Collected data entries:

━━━━━━━━━━━━━━━━

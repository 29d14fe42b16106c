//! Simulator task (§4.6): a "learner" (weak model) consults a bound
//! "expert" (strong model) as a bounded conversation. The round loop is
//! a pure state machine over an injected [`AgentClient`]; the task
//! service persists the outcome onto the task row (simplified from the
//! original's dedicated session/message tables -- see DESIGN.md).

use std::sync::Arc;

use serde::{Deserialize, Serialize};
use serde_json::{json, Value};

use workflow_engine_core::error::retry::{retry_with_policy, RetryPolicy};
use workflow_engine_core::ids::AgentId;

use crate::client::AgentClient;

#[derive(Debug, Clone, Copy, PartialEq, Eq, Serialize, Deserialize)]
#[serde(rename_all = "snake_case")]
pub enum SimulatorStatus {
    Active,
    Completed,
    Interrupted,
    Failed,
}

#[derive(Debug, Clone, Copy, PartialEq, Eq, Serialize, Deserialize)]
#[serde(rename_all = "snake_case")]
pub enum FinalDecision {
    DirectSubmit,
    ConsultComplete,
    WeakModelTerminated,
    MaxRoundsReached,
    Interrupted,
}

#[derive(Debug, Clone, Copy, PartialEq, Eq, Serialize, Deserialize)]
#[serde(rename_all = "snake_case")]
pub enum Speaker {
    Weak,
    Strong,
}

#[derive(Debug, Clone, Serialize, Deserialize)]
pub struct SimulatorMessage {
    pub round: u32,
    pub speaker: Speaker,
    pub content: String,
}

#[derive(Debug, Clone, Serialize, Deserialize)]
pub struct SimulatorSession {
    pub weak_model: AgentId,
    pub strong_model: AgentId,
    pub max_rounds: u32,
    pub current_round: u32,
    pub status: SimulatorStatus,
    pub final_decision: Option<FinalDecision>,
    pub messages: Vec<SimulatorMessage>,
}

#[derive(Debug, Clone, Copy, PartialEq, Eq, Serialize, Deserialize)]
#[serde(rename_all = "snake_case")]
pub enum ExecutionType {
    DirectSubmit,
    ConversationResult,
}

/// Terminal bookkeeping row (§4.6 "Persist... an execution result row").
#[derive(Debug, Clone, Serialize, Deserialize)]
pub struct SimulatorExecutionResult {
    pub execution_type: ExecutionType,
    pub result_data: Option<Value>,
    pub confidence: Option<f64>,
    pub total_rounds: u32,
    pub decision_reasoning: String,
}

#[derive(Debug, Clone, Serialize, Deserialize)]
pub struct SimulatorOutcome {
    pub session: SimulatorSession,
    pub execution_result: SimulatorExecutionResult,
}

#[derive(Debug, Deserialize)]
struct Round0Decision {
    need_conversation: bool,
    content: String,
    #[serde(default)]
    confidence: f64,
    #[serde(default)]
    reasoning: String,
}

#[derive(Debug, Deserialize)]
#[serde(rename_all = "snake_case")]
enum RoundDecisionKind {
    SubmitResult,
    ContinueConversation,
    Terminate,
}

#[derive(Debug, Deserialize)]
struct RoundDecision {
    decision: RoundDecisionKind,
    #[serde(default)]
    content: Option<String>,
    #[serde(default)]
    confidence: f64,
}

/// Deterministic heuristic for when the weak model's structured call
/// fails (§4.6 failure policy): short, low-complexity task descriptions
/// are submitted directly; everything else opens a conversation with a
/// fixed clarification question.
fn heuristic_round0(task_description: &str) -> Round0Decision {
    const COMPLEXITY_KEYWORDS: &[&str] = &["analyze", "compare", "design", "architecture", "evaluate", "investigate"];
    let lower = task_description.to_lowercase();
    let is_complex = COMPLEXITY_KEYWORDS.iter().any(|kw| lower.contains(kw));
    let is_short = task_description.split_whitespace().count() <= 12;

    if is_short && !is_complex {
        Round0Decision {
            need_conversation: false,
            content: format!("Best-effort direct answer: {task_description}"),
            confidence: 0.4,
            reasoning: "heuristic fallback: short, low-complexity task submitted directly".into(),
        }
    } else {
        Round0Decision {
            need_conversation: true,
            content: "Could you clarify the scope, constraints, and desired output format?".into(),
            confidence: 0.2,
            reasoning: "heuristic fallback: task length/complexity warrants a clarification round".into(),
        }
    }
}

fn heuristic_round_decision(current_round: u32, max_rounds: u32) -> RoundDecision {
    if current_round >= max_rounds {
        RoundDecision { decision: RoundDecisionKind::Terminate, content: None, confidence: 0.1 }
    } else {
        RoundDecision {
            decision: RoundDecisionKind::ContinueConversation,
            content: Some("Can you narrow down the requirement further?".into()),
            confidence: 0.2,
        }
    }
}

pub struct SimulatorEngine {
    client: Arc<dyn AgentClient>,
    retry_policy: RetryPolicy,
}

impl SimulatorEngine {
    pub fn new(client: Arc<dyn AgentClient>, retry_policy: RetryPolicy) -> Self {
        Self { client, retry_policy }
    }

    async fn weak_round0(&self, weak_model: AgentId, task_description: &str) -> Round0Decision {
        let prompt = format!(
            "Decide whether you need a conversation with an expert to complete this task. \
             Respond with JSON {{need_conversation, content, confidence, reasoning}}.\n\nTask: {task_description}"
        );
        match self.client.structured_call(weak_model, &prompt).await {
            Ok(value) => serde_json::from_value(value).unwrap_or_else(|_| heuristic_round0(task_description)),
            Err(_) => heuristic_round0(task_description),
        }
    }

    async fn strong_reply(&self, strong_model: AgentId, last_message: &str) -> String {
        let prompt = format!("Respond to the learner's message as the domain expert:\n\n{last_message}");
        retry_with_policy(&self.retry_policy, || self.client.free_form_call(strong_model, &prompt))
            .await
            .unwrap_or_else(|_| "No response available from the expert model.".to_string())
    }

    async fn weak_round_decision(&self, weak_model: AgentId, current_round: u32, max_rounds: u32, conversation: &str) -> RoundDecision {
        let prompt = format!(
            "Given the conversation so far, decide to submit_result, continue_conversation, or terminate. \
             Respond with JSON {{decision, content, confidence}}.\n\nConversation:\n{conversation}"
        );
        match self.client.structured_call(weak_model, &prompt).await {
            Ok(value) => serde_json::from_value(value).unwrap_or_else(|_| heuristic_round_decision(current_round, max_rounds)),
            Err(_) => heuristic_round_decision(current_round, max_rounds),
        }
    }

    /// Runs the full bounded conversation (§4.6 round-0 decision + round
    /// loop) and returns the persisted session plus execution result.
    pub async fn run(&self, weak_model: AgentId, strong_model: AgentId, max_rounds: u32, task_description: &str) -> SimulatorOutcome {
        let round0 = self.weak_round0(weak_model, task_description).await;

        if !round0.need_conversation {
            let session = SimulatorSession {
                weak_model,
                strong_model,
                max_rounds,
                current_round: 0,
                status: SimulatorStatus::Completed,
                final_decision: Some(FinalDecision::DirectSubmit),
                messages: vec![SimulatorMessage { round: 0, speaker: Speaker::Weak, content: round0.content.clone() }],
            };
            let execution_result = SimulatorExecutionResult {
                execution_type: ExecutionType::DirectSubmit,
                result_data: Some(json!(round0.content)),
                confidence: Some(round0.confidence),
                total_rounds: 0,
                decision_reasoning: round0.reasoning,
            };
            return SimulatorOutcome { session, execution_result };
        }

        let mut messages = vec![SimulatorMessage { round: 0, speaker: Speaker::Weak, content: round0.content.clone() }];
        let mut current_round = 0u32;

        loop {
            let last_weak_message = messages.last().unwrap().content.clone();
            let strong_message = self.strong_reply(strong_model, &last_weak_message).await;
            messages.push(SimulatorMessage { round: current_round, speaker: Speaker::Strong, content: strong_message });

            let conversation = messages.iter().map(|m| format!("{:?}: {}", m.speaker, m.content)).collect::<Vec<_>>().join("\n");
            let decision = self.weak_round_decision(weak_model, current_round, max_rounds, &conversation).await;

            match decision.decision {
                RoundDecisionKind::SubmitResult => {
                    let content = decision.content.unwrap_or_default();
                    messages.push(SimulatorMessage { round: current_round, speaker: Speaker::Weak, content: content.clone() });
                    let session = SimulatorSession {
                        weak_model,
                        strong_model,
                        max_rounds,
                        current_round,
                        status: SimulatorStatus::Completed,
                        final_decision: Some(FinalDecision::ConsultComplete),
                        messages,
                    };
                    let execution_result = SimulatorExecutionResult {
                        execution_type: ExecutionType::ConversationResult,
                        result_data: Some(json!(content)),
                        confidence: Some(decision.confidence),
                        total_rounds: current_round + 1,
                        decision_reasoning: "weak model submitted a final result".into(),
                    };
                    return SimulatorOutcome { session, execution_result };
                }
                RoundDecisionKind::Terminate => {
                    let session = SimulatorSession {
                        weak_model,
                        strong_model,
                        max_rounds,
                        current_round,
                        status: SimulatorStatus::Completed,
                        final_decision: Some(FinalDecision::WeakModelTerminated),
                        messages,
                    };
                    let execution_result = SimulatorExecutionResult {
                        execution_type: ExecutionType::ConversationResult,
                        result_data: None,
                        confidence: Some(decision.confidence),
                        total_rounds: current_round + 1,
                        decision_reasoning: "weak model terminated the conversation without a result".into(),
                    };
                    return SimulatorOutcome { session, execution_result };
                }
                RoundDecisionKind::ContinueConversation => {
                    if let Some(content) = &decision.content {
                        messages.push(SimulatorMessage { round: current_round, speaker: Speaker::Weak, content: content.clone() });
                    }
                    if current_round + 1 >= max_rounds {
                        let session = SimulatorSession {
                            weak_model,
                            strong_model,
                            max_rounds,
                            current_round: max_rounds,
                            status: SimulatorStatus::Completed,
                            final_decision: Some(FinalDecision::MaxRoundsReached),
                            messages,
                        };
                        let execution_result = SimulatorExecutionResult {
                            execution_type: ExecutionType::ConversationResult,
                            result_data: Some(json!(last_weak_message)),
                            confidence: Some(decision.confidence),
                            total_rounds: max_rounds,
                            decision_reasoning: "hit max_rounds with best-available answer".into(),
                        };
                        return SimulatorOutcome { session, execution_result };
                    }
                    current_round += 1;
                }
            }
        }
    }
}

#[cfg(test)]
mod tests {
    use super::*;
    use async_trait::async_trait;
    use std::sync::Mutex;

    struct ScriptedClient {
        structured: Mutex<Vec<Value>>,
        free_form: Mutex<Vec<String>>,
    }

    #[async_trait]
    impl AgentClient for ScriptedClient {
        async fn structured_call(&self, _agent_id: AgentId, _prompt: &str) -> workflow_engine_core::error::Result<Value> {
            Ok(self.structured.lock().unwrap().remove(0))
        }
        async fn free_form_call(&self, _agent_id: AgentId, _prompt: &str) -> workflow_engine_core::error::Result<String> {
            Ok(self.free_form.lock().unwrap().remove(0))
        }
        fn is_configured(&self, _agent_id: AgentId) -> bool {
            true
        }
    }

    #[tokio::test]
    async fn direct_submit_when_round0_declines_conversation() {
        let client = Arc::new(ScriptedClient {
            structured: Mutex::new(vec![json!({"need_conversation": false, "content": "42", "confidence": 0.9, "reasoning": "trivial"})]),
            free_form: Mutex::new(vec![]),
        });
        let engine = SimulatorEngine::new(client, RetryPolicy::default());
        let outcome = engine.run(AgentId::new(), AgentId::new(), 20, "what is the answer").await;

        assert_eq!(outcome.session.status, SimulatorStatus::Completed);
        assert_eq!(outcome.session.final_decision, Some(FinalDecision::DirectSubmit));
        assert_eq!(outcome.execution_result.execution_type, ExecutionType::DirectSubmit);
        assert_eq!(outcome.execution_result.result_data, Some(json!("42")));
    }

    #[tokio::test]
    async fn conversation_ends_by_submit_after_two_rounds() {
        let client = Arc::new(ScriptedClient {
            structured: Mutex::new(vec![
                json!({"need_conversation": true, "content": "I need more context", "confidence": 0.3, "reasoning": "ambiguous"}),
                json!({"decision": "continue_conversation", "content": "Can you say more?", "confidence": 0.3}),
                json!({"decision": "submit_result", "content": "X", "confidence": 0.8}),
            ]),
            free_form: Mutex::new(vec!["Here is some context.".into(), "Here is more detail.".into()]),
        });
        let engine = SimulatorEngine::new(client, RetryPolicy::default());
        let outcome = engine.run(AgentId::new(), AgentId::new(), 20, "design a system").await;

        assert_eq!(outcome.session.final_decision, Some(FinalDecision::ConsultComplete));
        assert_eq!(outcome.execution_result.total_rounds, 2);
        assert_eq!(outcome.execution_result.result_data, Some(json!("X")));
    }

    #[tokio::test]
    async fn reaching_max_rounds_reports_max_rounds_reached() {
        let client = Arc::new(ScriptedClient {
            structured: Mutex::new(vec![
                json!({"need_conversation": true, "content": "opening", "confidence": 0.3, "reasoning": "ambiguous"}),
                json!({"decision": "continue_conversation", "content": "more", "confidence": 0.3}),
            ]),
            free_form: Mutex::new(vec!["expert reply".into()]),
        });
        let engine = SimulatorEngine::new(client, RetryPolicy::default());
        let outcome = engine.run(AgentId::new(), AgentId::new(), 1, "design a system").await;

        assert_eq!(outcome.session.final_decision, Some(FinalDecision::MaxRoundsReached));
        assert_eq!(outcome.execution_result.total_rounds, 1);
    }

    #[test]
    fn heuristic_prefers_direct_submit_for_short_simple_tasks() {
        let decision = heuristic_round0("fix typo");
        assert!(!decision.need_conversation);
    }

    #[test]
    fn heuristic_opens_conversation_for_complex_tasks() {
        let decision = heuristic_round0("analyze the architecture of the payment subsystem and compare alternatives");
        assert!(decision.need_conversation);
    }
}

━━━━━━━━━━━━━━━━

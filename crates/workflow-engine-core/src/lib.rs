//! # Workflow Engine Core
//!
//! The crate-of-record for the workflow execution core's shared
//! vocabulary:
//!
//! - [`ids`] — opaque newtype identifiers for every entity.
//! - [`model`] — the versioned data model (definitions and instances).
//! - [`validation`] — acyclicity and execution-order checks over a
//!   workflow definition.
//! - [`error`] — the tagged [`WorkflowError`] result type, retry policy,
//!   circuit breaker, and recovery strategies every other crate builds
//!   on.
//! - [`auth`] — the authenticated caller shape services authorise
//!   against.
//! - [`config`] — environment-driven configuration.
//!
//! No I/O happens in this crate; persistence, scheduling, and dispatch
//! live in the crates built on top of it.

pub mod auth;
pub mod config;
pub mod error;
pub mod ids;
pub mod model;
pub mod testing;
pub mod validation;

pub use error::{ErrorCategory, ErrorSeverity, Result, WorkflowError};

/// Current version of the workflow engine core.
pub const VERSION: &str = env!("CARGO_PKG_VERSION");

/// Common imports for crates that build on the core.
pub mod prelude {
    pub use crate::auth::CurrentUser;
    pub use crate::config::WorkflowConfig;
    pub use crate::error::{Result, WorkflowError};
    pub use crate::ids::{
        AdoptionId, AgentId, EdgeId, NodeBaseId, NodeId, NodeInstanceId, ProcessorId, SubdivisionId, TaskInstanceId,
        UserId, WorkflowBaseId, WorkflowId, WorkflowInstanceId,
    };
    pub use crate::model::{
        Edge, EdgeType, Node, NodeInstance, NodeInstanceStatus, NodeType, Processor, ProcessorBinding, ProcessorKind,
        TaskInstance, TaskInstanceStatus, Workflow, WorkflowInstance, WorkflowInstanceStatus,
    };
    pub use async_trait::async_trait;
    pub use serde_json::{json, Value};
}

━━━━━━━━━━━━━━━━

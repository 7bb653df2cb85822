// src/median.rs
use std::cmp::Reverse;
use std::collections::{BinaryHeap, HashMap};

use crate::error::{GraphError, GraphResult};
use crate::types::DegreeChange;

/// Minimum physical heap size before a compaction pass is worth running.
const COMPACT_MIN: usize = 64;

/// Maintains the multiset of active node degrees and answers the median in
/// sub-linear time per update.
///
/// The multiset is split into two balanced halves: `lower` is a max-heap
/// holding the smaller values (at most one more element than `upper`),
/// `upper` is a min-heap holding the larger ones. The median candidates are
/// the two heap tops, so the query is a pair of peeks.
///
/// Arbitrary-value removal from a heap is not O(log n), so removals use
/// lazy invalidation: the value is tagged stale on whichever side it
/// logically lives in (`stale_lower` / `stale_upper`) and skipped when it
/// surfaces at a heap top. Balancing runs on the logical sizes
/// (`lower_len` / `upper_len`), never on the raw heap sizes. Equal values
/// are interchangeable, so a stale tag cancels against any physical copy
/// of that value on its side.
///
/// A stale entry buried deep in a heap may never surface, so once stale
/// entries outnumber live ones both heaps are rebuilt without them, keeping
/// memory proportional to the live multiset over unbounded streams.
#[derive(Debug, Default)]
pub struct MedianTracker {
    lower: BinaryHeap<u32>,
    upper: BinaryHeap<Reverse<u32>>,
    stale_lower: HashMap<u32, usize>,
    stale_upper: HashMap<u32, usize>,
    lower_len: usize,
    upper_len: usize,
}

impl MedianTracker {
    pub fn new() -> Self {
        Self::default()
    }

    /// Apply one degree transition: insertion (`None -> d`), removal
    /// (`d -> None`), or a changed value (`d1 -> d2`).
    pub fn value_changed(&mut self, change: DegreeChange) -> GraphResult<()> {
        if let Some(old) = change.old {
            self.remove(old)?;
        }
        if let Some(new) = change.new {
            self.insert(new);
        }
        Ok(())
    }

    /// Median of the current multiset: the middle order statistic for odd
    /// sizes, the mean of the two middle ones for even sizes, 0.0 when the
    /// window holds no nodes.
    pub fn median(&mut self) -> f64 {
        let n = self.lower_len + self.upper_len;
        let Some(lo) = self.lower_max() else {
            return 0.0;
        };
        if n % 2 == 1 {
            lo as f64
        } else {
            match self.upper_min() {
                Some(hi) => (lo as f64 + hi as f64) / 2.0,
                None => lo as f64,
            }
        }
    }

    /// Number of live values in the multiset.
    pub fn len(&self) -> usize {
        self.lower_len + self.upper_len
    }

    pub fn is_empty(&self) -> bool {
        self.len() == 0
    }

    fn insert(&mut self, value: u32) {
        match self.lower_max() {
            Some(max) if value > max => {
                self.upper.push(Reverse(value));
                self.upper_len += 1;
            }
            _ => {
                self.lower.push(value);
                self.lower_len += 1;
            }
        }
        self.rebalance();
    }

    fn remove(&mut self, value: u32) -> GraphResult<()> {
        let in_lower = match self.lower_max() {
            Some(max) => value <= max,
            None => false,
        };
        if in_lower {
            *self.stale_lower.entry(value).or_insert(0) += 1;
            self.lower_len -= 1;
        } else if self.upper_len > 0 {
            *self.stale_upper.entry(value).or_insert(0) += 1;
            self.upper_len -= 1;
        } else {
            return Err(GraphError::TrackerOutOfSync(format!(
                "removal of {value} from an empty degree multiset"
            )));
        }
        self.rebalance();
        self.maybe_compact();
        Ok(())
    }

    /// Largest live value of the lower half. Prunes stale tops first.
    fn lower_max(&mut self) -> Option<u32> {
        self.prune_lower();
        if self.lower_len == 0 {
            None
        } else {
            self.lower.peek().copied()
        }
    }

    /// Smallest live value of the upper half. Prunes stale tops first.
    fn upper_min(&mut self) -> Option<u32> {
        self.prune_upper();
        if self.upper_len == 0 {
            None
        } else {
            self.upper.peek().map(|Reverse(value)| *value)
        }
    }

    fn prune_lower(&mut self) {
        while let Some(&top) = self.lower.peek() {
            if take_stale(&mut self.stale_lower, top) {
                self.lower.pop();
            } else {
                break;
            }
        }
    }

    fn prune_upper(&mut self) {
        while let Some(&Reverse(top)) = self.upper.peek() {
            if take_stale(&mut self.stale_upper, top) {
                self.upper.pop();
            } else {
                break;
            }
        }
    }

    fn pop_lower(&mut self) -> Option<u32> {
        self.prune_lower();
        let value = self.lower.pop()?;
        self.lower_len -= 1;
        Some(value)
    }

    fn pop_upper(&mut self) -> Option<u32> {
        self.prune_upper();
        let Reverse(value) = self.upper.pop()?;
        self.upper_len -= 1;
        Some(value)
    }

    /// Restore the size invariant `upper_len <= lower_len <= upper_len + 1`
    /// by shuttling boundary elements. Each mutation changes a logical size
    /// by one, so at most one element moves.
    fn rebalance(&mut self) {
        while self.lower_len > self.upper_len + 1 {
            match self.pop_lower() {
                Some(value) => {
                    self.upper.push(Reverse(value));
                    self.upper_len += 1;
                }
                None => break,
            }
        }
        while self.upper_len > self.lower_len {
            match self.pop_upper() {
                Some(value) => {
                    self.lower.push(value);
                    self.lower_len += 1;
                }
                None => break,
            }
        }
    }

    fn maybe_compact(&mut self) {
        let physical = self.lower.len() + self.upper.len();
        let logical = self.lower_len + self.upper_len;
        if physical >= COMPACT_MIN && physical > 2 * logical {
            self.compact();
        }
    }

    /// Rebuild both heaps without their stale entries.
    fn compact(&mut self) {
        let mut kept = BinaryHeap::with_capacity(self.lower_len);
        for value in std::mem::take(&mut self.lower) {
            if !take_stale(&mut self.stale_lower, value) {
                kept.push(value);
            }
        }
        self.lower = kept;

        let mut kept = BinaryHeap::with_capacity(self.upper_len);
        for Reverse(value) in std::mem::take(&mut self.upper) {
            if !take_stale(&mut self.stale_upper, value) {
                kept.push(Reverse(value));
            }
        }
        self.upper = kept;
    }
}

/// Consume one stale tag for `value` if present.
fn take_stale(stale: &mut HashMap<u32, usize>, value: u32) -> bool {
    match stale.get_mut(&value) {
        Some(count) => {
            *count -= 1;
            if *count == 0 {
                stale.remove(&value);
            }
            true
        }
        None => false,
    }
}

━━━━━━━━━━━━━━━━

What is expected: Wherever the word "fallback" turns up in a line of the entries above, copy that line.

Completed task:
            reasoning: "heuristic fallback: short, low-complexity task submitted directly".into(),
            reasoning: "heuristic fallback: task length/complexity warrants a clarification round".into(),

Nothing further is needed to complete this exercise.